*** DATASET ***
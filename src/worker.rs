//! Worker boundary for the trim core
//!
//! A [`TrimRequest`] owns its pixel buffer. Submitting it moves the buffer into
//! a blocking worker thread (no copy), the synchronous core runs to completion
//! there, and the same buffer comes back inside the [`TrimResponse`]. The
//! caller holds no reference to the pixels while the worker owns them.
//!
//! There is no mid-computation cancellation. When a deadline is configured and
//! elapses, the call returns [`BgTrimError::Timeout`] and the detached worker's
//! eventual result is dropped.

use crate::{
    bounds::find_content_bounds,
    config::{SegmentationStrategy, Tolerance},
    error::{BgTrimError, Result},
    segmentation::BackgroundEraser,
    types::{BoundingBox, PixelBuffer, SegmentationStats},
};
use instant::Instant;
use std::any::Any;
use std::time::Duration;
use tracing::{debug, instrument, span, warn, Level};

/// Input message: a pixel buffer plus classification parameters
#[derive(Debug, Clone)]
pub struct TrimRequest {
    pub buffer: PixelBuffer,
    pub tolerance: Tolerance,
    pub strategy: SegmentationStrategy,
}

impl TrimRequest {
    /// Request with the default tolerance and strategy
    #[must_use]
    pub fn new(buffer: PixelBuffer) -> Self {
        Self {
            buffer,
            tolerance: Tolerance::default(),
            strategy: SegmentationStrategy::default(),
        }
    }

    /// Build a request from raw RGBA8 bytes
    ///
    /// # Errors
    /// - `BgTrimError::InvalidDimensions` when the bytes do not match the dimensions
    pub fn from_raw(width: u32, height: u32, data: Vec<u8>) -> Result<Self> {
        Ok(Self::new(PixelBuffer::new(width, height, data)?))
    }

    #[must_use]
    pub fn with_tolerance(mut self, tolerance: Tolerance) -> Self {
        self.tolerance = tolerance;
        self
    }

    #[must_use]
    pub fn with_strategy(mut self, strategy: SegmentationStrategy) -> Self {
        self.strategy = strategy;
        self
    }
}

/// Output message: the mutated buffer and the content rectangle
#[derive(Debug, Clone)]
pub struct TrimResponse {
    /// Same dimensions as the request buffer; only alpha differs
    pub buffer: PixelBuffer,
    /// `None` when no pixel with nonzero alpha remains
    pub bounding_box: Option<BoundingBox>,
    pub stats: SegmentationStats,
    pub segmentation_ms: u64,
    pub bounding_box_ms: u64,
}

/// Run the core synchronously: validate, erase background, reduce bounding box.
///
/// # Errors
/// - `BgTrimError::InvalidDimensions` for a buffer that cannot be traversed
/// - `BgTrimError::InvalidConfig` for invalid strategy parameters
pub fn process_request(request: TrimRequest) -> Result<TrimResponse> {
    let TrimRequest {
        mut buffer,
        tolerance,
        strategy,
    } = request;

    let (width, height) = buffer.dimensions();
    PixelBuffer::check_dimensions(width, height, buffer.as_bytes().len())?;
    strategy.validate()?;

    let segmentation_start = Instant::now();
    let stats = {
        let _span = span!(Level::DEBUG, "segmentation", width, height, strategy = %strategy)
            .entered();
        strategy.erase_background(&mut buffer, tolerance)
    };
    let segmentation_ms = segmentation_start.elapsed().as_millis() as u64;

    let bbox_start = Instant::now();
    let bounding_box = {
        let _span = span!(Level::DEBUG, "bounding_box", width, height).entered();
        find_content_bounds(&buffer)
    };
    let bounding_box_ms = bbox_start.elapsed().as_millis() as u64;

    debug!(
        ?bounding_box,
        segmentation_ms, bounding_box_ms, "Trim core finished"
    );

    Ok(TrimResponse {
        buffer,
        bounding_box,
        stats,
        segmentation_ms,
        bounding_box_ms,
    })
}

/// Offloads the trim core to tokio's blocking pool
#[derive(Debug, Clone, Default)]
pub struct TrimWorker {
    timeout: Option<Duration>,
}

impl TrimWorker {
    /// Worker without a deadline
    #[must_use]
    pub fn new() -> Self {
        Self::default()
    }

    /// Worker that gives up waiting after `timeout`
    #[must_use]
    pub fn with_timeout(timeout: Option<Duration>) -> Self {
        Self { timeout }
    }

    #[must_use]
    pub fn timeout(&self) -> Option<Duration> {
        self.timeout
    }

    /// Move `request` to a worker thread and await its response.
    ///
    /// # Errors
    /// - Any error from [`process_request`]
    /// - `BgTrimError::Worker` when the worker panics or is cancelled
    /// - `BgTrimError::Timeout` when the deadline elapses first
    #[instrument(
        skip(self, request),
        fields(
            dimensions = %format!("{}x{}", request.buffer.width(), request.buffer.height()),
            strategy = %request.strategy,
            tolerance = %request.tolerance
        )
    )]
    pub async fn submit(&self, request: TrimRequest) -> Result<TrimResponse> {
        self.run(move || process_request(request)).await
    }

    /// Run `job` on the blocking pool, applying the deadline and mapping join failures
    pub(crate) async fn run<T, F>(&self, job: F) -> Result<T>
    where
        T: Send + 'static,
        F: FnOnce() -> Result<T> + Send + 'static,
    {
        let handle = tokio::task::spawn_blocking(job);

        let joined = match self.timeout {
            Some(limit) => match tokio::time::timeout(limit, handle).await {
                Ok(joined) => joined,
                Err(_) => {
                    warn!(timeout_ms = limit.as_millis() as u64, "Worker did not respond in time");
                    return Err(BgTrimError::Timeout(limit));
                },
            },
            None => handle.await,
        };

        match joined {
            Ok(result) => result,
            Err(e) if e.is_panic() => {
                let message = panic_message(&*e.into_panic());
                warn!(%message, "Worker panicked");
                Err(BgTrimError::worker(format!("worker panicked: {message}")))
            },
            Err(e) => Err(BgTrimError::worker(format!("worker cancelled: {e}"))),
        }
    }
}

fn panic_message(payload: &(dyn Any + Send)) -> String {
    if let Some(s) = payload.downcast_ref::<&str>() {
        (*s).to_string()
    } else if let Some(s) = payload.downcast_ref::<String>() {
        s.clone()
    } else {
        "unknown panic payload".to_string()
    }
}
*** End of DATASET ***
ASSIGNMENT: Look through the records and copy every line that has the word "deadline".

OUTPUT FOR THIS TASK:
//! There is no mid-computation cancellation. When a deadline is configured and
    /// Worker without a deadline
    /// - `BgTrimError::Timeout` when the deadline elapses first
    /// Run `job` on the blocking pool, applying the deadline and mapping join failures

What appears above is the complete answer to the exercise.